You’ll Soon be Able to Upload Video Directly to Twitter

twitter videoTwitter is making a move to boost video—and the high engagement associated with it—on its social network.

According to re/code, Twitter is getting ready to announce the incorporation of native video within its platform in the coming weeks. Right now, the only way to post a video on Twitter is through Vine, the Twitter-owned standalone video app famous for its 6-second time limit. The new feature will allow users to shoot, edit and post longer videos (the time limit is as of yet unspecified but is said to be around 20 seconds) directly in the Twitter app.

For a communications professional, the incorporation of native video on Twitter has a couple of key benefits, both deriving from the ability to ditch Vine. First, the process of getting real-time video into your organization's or client's feed will become quicker, as there will be no need to use two different apps. Likewise, while Vines are great for in-your-face guerilla marketing, longer videos allow for subtler messaging. Each extra second will be valuable.

As news of Twitter's new video functionality is making headlines, Facebook announced Thursday that it has acquired QuickFire Networks, a tech startup that supports high-quality videos without eating up users’ bandwidth.

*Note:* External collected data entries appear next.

//! Error types and exit codes for rubric
//!
//! Errors fall into four families:
//! - validation: bad bounds, out-of-range or misaligned values, division by
//!   zero, malformed block shapes, unsupported descriptors
//! - not found: unknown method or entity ids
//! - structural integrity: persisted data that cannot be turned back into a tree
//! - everything else (I/O, database, serialization)

mod macros;

use std::path::PathBuf;
use thiserror::Error;

/// Exit codes for the rubric binary
#[derive(Debug, Clone, Copy, PartialEq, Eq)]
pub enum ExitCode {
    /// Success (0)
    Success = 0,
    /// Generic failure (1)
    Failure = 1,
    /// Usage or validation error (2)
    Usage = 2,
    /// Unknown entity or missing store (3)
    Data = 3,
    /// Persisted data is corrupt (4)
    Integrity = 4,
}

impl From<ExitCode> for i32 {
    fn from(code: ExitCode) -> i32 {
        code as i32
    }
}

/// Error taxonomy exposed to callers
#[derive(Debug, Clone, Copy, PartialEq, Eq)]
pub enum ErrorKind {
    Validation,
    NotFound,
    StructuralIntegrity,
    Failure,
}

impl From<rusqlite::Error> for RubricError {
    fn from(err: rusqlite::Error) -> Self {
        RubricError::FailedOperation {
            operation: "query database".to_string(),
            reason: err.to_string(),
        }
    }
}

/// Errors that can occur during rubric operations
#[derive(Error, Debug)]
pub enum RubricError {
    // Validation errors
    #[error("invalid bounds for '{name}': min {min} is greater than max {max}")]
    InvalidBounds { name: String, min: f64, max: f64 },

    #[error("value {value} for '{name}' is outside [{min}, {max}]")]
    OutOfRange {
        name: String,
        value: f64,
        min: f64,
        max: f64,
    },

    #[error("value {value} for '{name}' is not reachable from {min} in steps of {step}")]
    StepMisaligned {
        name: String,
        value: f64,
        min: f64,
        step: f64,
    },

    #[error("'{name}' has not been graded")]
    Ungraded { name: String },

    #[error("division by zero while evaluating '{name}'")]
    DivisionByZero { name: String },

    #[error("block '{name}' has {children} components but {actions} actions (expected {expected})", expected = .children.saturating_sub(1))]
    ActionCountMismatch {
        name: String,
        children: usize,
        actions: usize,
    },

    #[error("block '{name}' has no components")]
    EmptyBlock { name: String },

    #[error("unsupported component type: {0} (supported: grade, block)")]
    UnsupportedComponentType(String),

    #[error("invalid {context}: {value}")]
    InvalidValue { context: String, value: String },

    #[error("{0}")]
    UsageError(String),

    // Lookup errors
    #[error("{context} not found: {value}")]
    NotFound { context: String, value: String },

    #[error("store not found (searched from {search_root:?})")]
    StoreNotFound { search_root: PathBuf },

    // Persisted data errors
    #[error("structural integrity violation: {reason}")]
    StructuralIntegrity { reason: String },

    // Generic failures
    #[error("IO error: {0}")]
    Io(#[from] std::io::Error),

    #[error("JSON error: {0}")]
    Json(#[from] serde_json::Error),

    #[error("TOML error: {0}")]
    Toml(#[from] toml::de::Error),

    #[error("failed to {operation}: {reason}")]
    FailedOperation { operation: String, reason: String },

    #[error("{0}")]
    Other(String),
}

impl RubricError {
    /// Create an error for a failed database operation
    pub fn db_operation(operation: &str, error: impl std::fmt::Display) -> Self {
        RubricError::FailedOperation {
            operation: operation.to_string(),
            reason: error.to_string(),
        }
    }

    /// Create an error for a failed transaction operation
    pub fn transaction(operation: &str, error: impl std::fmt::Display) -> Self {
        RubricError::FailedOperation {
            operation: format!("{} transaction", operation),
            reason: error.to_string(),
        }
    }

    /// Create an error for an invalid value or configuration
    pub fn invalid_value(context: &str, value: impl std::fmt::Display) -> Self {
        RubricError::InvalidValue {
            context: context.to_string(),
            value: value.to_string(),
        }
    }

    /// Create an error for an entity that was not found
    pub fn not_found(context: &str, value: impl std::fmt::Display) -> Self {
        RubricError::NotFound {
            context: context.to_string(),
            value: value.to_string(),
        }
    }

    /// Create an error for persisted data that cannot be reconstructed
    pub fn integrity(reason: impl Into<String>) -> Self {
        RubricError::StructuralIntegrity {
            reason: reason.into(),
        }
    }

    /// Which family of the taxonomy this error belongs to
    pub fn kind(&self) -> ErrorKind {
        match self {
            RubricError::InvalidBounds { .. }
            | RubricError::OutOfRange { .. }
            | RubricError::StepMisaligned { .. }
            | RubricError::Ungraded { .. }
            | RubricError::DivisionByZero { .. }
            | RubricError::ActionCountMismatch { .. }
            | RubricError::EmptyBlock { .. }
            | RubricError::UnsupportedComponentType(_)
            | RubricError::InvalidValue { .. }
            | RubricError::UsageError(_) => ErrorKind::Validation,

            RubricError::NotFound { .. } | RubricError::StoreNotFound { .. } => {
                ErrorKind::NotFound
            }

            RubricError::StructuralIntegrity { .. } => ErrorKind::StructuralIntegrity,

            RubricError::Io(_)
            | RubricError::Json(_)
            | RubricError::Toml(_)
            | RubricError::FailedOperation { .. }
            | RubricError::Other(_) => ErrorKind::Failure,
        }
    }

    /// Get the appropriate exit code for this error
    pub fn exit_code(&self) -> ExitCode {
        match self.kind() {
            ErrorKind::Validation => ExitCode::Usage,
            ErrorKind::NotFound => ExitCode::Data,
            ErrorKind::StructuralIntegrity => ExitCode::Integrity,
            ErrorKind::Failure => ExitCode::Failure,
        }
    }

    /// Get the error type identifier
    pub fn error_type(&self) -> &'static str {
        match self {
            RubricError::InvalidBounds { .. } => "invalid_bounds",
            RubricError::OutOfRange { .. } => "out_of_range",
            RubricError::StepMisaligned { .. } => "step_misaligned",
            RubricError::Ungraded { .. } => "ungraded",
            RubricError::DivisionByZero { .. } => "division_by_zero",
            RubricError::ActionCountMismatch { .. } => "action_count_mismatch",
            RubricError::EmptyBlock { .. } => "empty_block",
            RubricError::UnsupportedComponentType(_) => "unsupported_component_type",
            RubricError::InvalidValue { .. } => "invalid_value",
            RubricError::UsageError(_) => "usage_error",
            RubricError::NotFound { .. } => "not_found",
            RubricError::StoreNotFound { .. } => "store_not_found",
            RubricError::StructuralIntegrity { .. } => "structural_integrity",
            RubricError::Io(_) => "io_error",
            RubricError::Json(_) => "json_error",
            RubricError::Toml(_) => "toml_error",
            RubricError::FailedOperation { .. } => "failed_operation",
            RubricError::Other(_) => "other",
        }
    }

    /// Convert error to JSON representation for structured error output.
    pub fn to_json(&self) -> serde_json::Value {
        serde_json::json!({
            "error": {
                "code": self.exit_code() as i32,
                "type": self.error_type(),
                "message": self.to_string(),
            }
        })
    }
}

/// Result type alias for rubric operations
pub type Result<T> = std::result::Result<T, RubricError>;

So why all the posturing around video?

There's probably no better way to catch and keep an online audience's attention than video. The numbers to quantify the popularity of online video go beyond comprehension. YouTube claims that 100 hours of video are uploaded to its service every minute and that more than a billion unique users visit the site each month. Facebook says that its users watch more than a billion clips each day. According to comScore, more than 190 million Americans watched a video from a desktop (so that's not counting the millions more who watched videos via mobile) in November 2014. These are gaudy statistics. They're the types of numbers that feel like someone just made them up. But they're real.

The message from both users and social networks is clear: video is very popular and very powerful. If you aren't already, you should be planning your messaging around it.